If an order is 2 then,

X3=a+b*X1+c*X2+e

where a,b, and c are constants

and so on. That is the dependence is not on other features but on past values of the same feature depending on the parameter set and this is what ‘Auto’ signifies!!

Here a=constant, e=white noise drawn from a normal distribution

  • MA: It refers to Moving Average.But not the moving average we know!!! the equation for prediction goes like this order 1

X3= C+ a*E2

for order 2

X3=C +a*E2+b*E1

where a, and b are constants

where E1, E2, and E3 error terms on past values.For further details regarding how these white noise terms are calculated refer here.

  • ARMA: It refers to AutoRegression Moving Average which is a combination of AR+MA equation for prediction i.e.

if Order for AR=1, MA=2 in ARMA than

X3=a+b*X2+c*E2+d*E1

If an order is AR=2, MA=1 than,

X3=a+b*X2+b1*X1+d*E1

where a,b,b1,c are constants

ARIMA: It is AutoRegression Integrated MovingAverage. Here Integrated term refers to differencing i.e., for example, calculating the 5th term with order 3, it would be 4th + (4th-3rd)+(3rd-2nd) terms.

If Order is AR=1,I=1,MA=1 than equation is,

X3=a+b*X2+X2+c*E2

Where

  • AR terms are a+b*X1
  • MA term is c*E1
  • The difference term is X1

If order is AR=1,I=2,MA=1

X3=a+b*X2+X2+(X2-X1)+c*E2

SARIMA: It refers to Seasonal ARIMA. It is basically for series with seasonality components in them that haven’t been handled in any way.

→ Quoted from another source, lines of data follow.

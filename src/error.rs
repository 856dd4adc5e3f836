use std::path::{Path, PathBuf};
use std::{error, fmt, io, result};

/// Reasons a stream can fail fatally.
///
/// Soft per-field conversion failures never surface here; they are
/// counted by [`CsvFileStats`](crate::CsvFileStats) instead.
#[derive(Debug)]
pub enum ErrorKind {
    PathRejected {
        path: String,
    },
    FileOpen {
        path: PathBuf,
        source: io::Error,
    },
    MapFailed {
        path: PathBuf,
        source: io::Error,
    },
    MetadataMissingKind {
        index: usize,
        entry: String,
    },
    MetadataUnknownKind {
        index: usize,
        name: String,
        type_name: String,
    },
    MetadataNotString {
        name: String,
    },
    BufferTooSmall {
        document_size: usize,
        buffer_size: usize,
    },
    StringTooLarge {
        offset: usize,
        len: usize,
    },
}

#[derive(Debug)]
pub struct Error(ErrorKind);

impl Error {
    pub fn kind(&self) -> &ErrorKind {
        &self.0
    }

    pub(crate) fn path_rejected(path: &str) -> Self {
        Self(ErrorKind::PathRejected {
            path: path.to_string(),
        })
    }

    pub(crate) fn file_open(path: &Path, source: io::Error) -> Self {
        Self(ErrorKind::FileOpen {
            path: path.to_path_buf(),
            source,
        })
    }

    pub(crate) fn map_failed(path: &Path, source: io::Error) -> Self {
        Self(ErrorKind::MapFailed {
            path: path.to_path_buf(),
            source,
        })
    }

    pub(crate) fn metadata_missing_kind(index: usize, entry: &[u8]) -> Self {
        Self(ErrorKind::MetadataMissingKind {
            index,
            entry: String::from_utf8_lossy(entry).into_owned(),
        })
    }

    pub(crate) fn metadata_unknown_kind(index: usize, name: &str, type_name: &str) -> Self {
        Self(ErrorKind::MetadataUnknownKind {
            index,
            name: name.to_string(),
            type_name: type_name.to_string(),
        })
    }

    pub(crate) fn metadata_not_string(name: &str) -> Self {
        Self(ErrorKind::MetadataNotString {
            name: name.to_string(),
        })
    }

    pub(crate) fn buffer_too_small(document_size: usize, buffer_size: usize) -> Self {
        Self(ErrorKind::BufferTooSmall {
            document_size,
            buffer_size,
        })
    }

    pub(crate) fn string_too_large(offset: usize, len: usize) -> Self {
        Self(ErrorKind::StringTooLarge { offset, len })
    }
}

impl error::Error for Error {}

impl fmt::Display for Error {
    fn fmt(&self, f: &mut fmt::Formatter) -> fmt::Result {
        match &self.0 {
            ErrorKind::PathRejected { path } => {
                write!(f, "file path must not include '..' but {} does", path)
            }
            ErrorKind::FileOpen { path, source } => {
                write!(f, "failed to open {}: {}", path.display(), source)
            }
            ErrorKind::MapFailed { path, source } => {
                write!(f, "failed to memory map {}: {}", path.display(), source)
            }
            ErrorKind::MetadataMissingKind { index, entry } => {
                write!(
                    f,
                    "metadata field {} '{}' does not specify a type name",
                    index, entry
                )
            }
            ErrorKind::MetadataUnknownKind {
                index,
                name,
                type_name,
            } => {
                write!(
                    f,
                    "'{}' type is not supported at field {}: {}",
                    type_name, index, name
                )
            }
            ErrorKind::MetadataNotString { name } => {
                write!(
                    f,
                    "expected a string type name for metadata field '{}'",
                    name
                )
            }
            ErrorKind::BufferTooSmall {
                document_size,
                buffer_size,
            } => {
                write!(
                    f,
                    "buffer of {} bytes is too small to contain a {} byte document",
                    buffer_size, document_size
                )
            }
            ErrorKind::StringTooLarge { offset, len } => {
                write!(
                    f,
                    "string field of {} bytes at offset {} exceeds the 65536 byte limit",
                    len, offset
                )
            }
        }
    }
}

pub type Result<T> = result::Result<T, Error>;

Here we need to provide 7 parameters 3 for ARIMA(AR, I, MA) and 3 for Seasonal ARIMA(Season AR, Season I, Season MA), and one for seasonality duration(12 months,6 months according to the data)

Hence for SARIMA(1,1,1)(2,2,2)12,(here 12 represents yearly seasonality)

X24=ARIMA(1,1,1)+(x*X12+x1*X0)+(X12+X12-X0)+(y*E12+y1*E0)

where x,x1,y,y1 are constants. The term to be forecasted is the 24th.

You can find codes to implement ARIMA here

The major drawback that we face with these methods is that when we have multiple features determining the time series, this cannot be done using any of the AR or MA models. It is not only the past values but some other factors as well that affect the forecasting many times.